(THE PROBLEM): Count the lines holding the string "messages" in the records, and give only the count.

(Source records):
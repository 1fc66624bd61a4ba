//! Add command implementation.
//!
//! The `reqz add` command adds requirement lines to the file, replacing any
//! entry for the same package. Nothing is written unless every line is valid.

use std::fs;

use tracing::debug;

use crate::cli::args::AddArgs;
use crate::error::{ReqzError, Result};
use crate::requirements::{AddOutcome, Requirement};
use crate::ui::{Prompt, UserInterface};

use super::context::CommandContext;
use super::dispatcher::{Command, CommandResult};

/// The add command implementation.
pub struct AddCommand<'a> {
    context: &'a CommandContext,
    args: AddArgs,
}

impl<'a> AddCommand<'a> {
    /// Create a new add command.
    pub fn new(context: &'a CommandContext, args: AddArgs) -> Self {
        Self { context, args }
    }

    /// Get the command arguments.
    pub fn args(&self) -> &AddArgs {
        &self.args
    }

    /// Make sure the requirements file exists, offering to create it.
    ///
    /// Returns `false` when the user declines.
    fn ensure_file_exists(&self, ui: &mut dyn UserInterface) -> Result<bool> {
        let path = self.context.file();
        if path.is_file() {
            debug!("File exists: {}", path.display());
            return Ok(true);
        }

        ui.message(&format!("This file doesn't exist yet: {}", path.display()));
        let prompt = Prompt::new("create_file", "Would you like to create it?", false);
        if !ui.confirm(&prompt)? {
            ui.message("User cancelled.");
            return Ok(false);
        }

        fs::write(path, "")
            .map_err(|e| ReqzError::from_file_error(e, path, "Error creating file"))?;
        debug!("Created an empty {}", path.display());
        Ok(true)
    }
}

impl Command for AddCommand<'_> {
    fn execute(&self, ui: &mut dyn UserInterface) -> Result<CommandResult> {
        if !self.ensure_file_exists(ui)? {
            return Ok(CommandResult::failure(1));
        }

        let mut requirements = self.context.load_requirements()?;
        let mut messages = Vec::with_capacity(self.args.lines.len());
        for line in &self.args.lines {
            let requirement = match Requirement::parse(line) {
                Ok(requirement) => requirement,
                Err(e) => {
                    ui.error(&e.to_string());
                    return Ok(CommandResult::failure(1));
                }
            };
            let shown = requirement.to_string();
            match requirements.add_or_replace_requirement(requirement) {
                Ok(AddOutcome::Added) => messages.push(format!("Added requirement: {}", shown)),
                Ok(AddOutcome::Replaced) => {
                    messages.push(format!("Replaced requirement with: {}", shown))
                }
                Err(e @ ReqzError::DuplicateConflict { .. }) => {
                    ui.error(&e.to_string());
                    return Ok(CommandResult::failure(1));
                }
                Err(e) => return Err(e),
            }
        }

        requirements.write(self.context.file())?;
        for message in &messages {
            ui.success(message);
        }
        Ok(CommandResult::success())
    }
}

#[cfg(test)]
mod tests {
    use super::*;
    use crate::ui::MockUI;
    use std::path::PathBuf;
    use tempfile::TempDir;

    fn setup(content: Option<&str>) -> (TempDir, PathBuf) {
        let temp = TempDir::new().unwrap();
        let path = temp.path().join("requirements.txt");
        if let Some(content) = content {
            fs::write(&path, content).unwrap();
        }
        (temp, path)
    }

    fn add(lines: &[&str]) -> AddArgs {
        AddArgs {
            lines: lines.iter().map(|l| l.to_string()).collect(),
        }
    }

    #[test]
    fn adds_and_sorts() {
        let (_temp, path) = setup(Some("six\n"));
        let ctx = CommandContext::new(&path);
        let mut ui = MockUI::new();

        let result = AddCommand::new(&ctx, add(&["docopt>=0.6.2"]))
            .execute(&mut ui)
            .unwrap();

        assert!(result.success);
        assert!(ui.has_success("Added requirement: docopt >= 0.6.2"));
        assert_eq!(fs::read_to_string(&path).unwrap(), "docopt >= 0.6.2\nsix\n");
        assert!(!path.with_file_name("requirements.txt.bak").exists());
    }

    #[test]
    fn replaces_existing_entry() {
        let (_temp, path) = setup(Some("docopt >= 0.6.0\n"));
        let ctx = CommandContext::new(&path);
        let mut ui = MockUI::new();

        AddCommand::new(&ctx, add(&["docopt >= 0.6.2"]))
            .execute(&mut ui)
            .unwrap();

        assert!(ui.has_success("Replaced requirement with: docopt >= 0.6.2"));
        assert_eq!(fs::read_to_string(&path).unwrap(), "docopt >= 0.6.2\n");
    }

    #[test]
    fn identical_entry_is_rejected_without_writing() {
        let original = "docopt >= 0.6.2\nsix\n";
        let (_temp, path) = setup(Some(original));
        let ctx = CommandContext::new(&path);
        let mut ui = MockUI::new();

        let result = AddCommand::new(&ctx, add(&["pytest", "docopt>=0.6.2"]))
            .execute(&mut ui)
            .unwrap();

        assert_eq!(result.exit_code, 1);
        assert!(ui.has_error("Already a requirement: docopt >= 0.6.2"));
        assert_eq!(fs::read_to_string(&path).unwrap(), original);
    }

    #[test]
    fn invalid_line_aborts_before_writing() {
        let original = "six\n";
        let (_temp, path) = setup(Some(original));
        let ctx = CommandContext::new(&path);
        let mut ui = MockUI::new();

        let result = AddCommand::new(&ctx, add(&["docopt", "bad ~= 1"]))
            .execute(&mut ui)
            .unwrap();

        assert_eq!(result.exit_code, 1);
        assert!(ui.has_error("bad ~= 1"));
        assert!(ui.successes().is_empty());
        assert_eq!(fs::read_to_string(&path).unwrap(), original);
    }

    #[test]
    fn creates_missing_file_when_confirmed() {
        let (_temp, path) = setup(None);
        let ctx = CommandContext::new(&path);
        let mut ui = MockUI::new();
        ui.set_prompt_response("create_file", true);

        let result = AddCommand::new(&ctx, add(&["six"])).execute(&mut ui).unwrap();

        assert!(result.success);
        assert_eq!(ui.prompts_shown(), ["create_file"]);
        assert_eq!(fs::read_to_string(&path).unwrap(), "six\n");
    }

    #[test]
    fn declined_creation_is_cancelled() {
        let (_temp, path) = setup(None);
        let ctx = CommandContext::new(&path);
        let mut ui = MockUI::new();
        ui.set_prompt_response("create_file", false);

        let result = AddCommand::new(&ctx, add(&["six"])).execute(&mut ui).unwrap();

        assert_eq!(result.exit_code, 1);
        assert!(ui.has_message("User cancelled."));
        assert!(!path.exists());
    }

    #[test]
    fn non_interactive_does_not_create() {
        let (_temp, path) = setup(None);
        let ctx = CommandContext::new(&path);
        let mut ui = MockUI::new();
        ui.set_interactive(false);

        let result = AddCommand::new(&ctx, add(&["six"])).execute(&mut ui).unwrap();

        assert_eq!(result.exit_code, 1);
        assert!(!path.exists());
    }

    #[test]
    fn several_lines_in_one_go() {
        let (_temp, path) = setup(Some(""));
        let ctx = CommandContext::new(&path);
        let mut ui = MockUI::new();

        AddCommand::new(&ctx, add(&["six", "attrs[tests] >= 20"]))
            .execute(&mut ui)
            .unwrap();

        assert_eq!(ui.successes().len(), 2);
        assert_eq!(
            fs::read_to_string(&path).unwrap(),
            "attrs[tests] >= 20\nsix\n"
        );
    }
}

(ANSWER SECTION): 4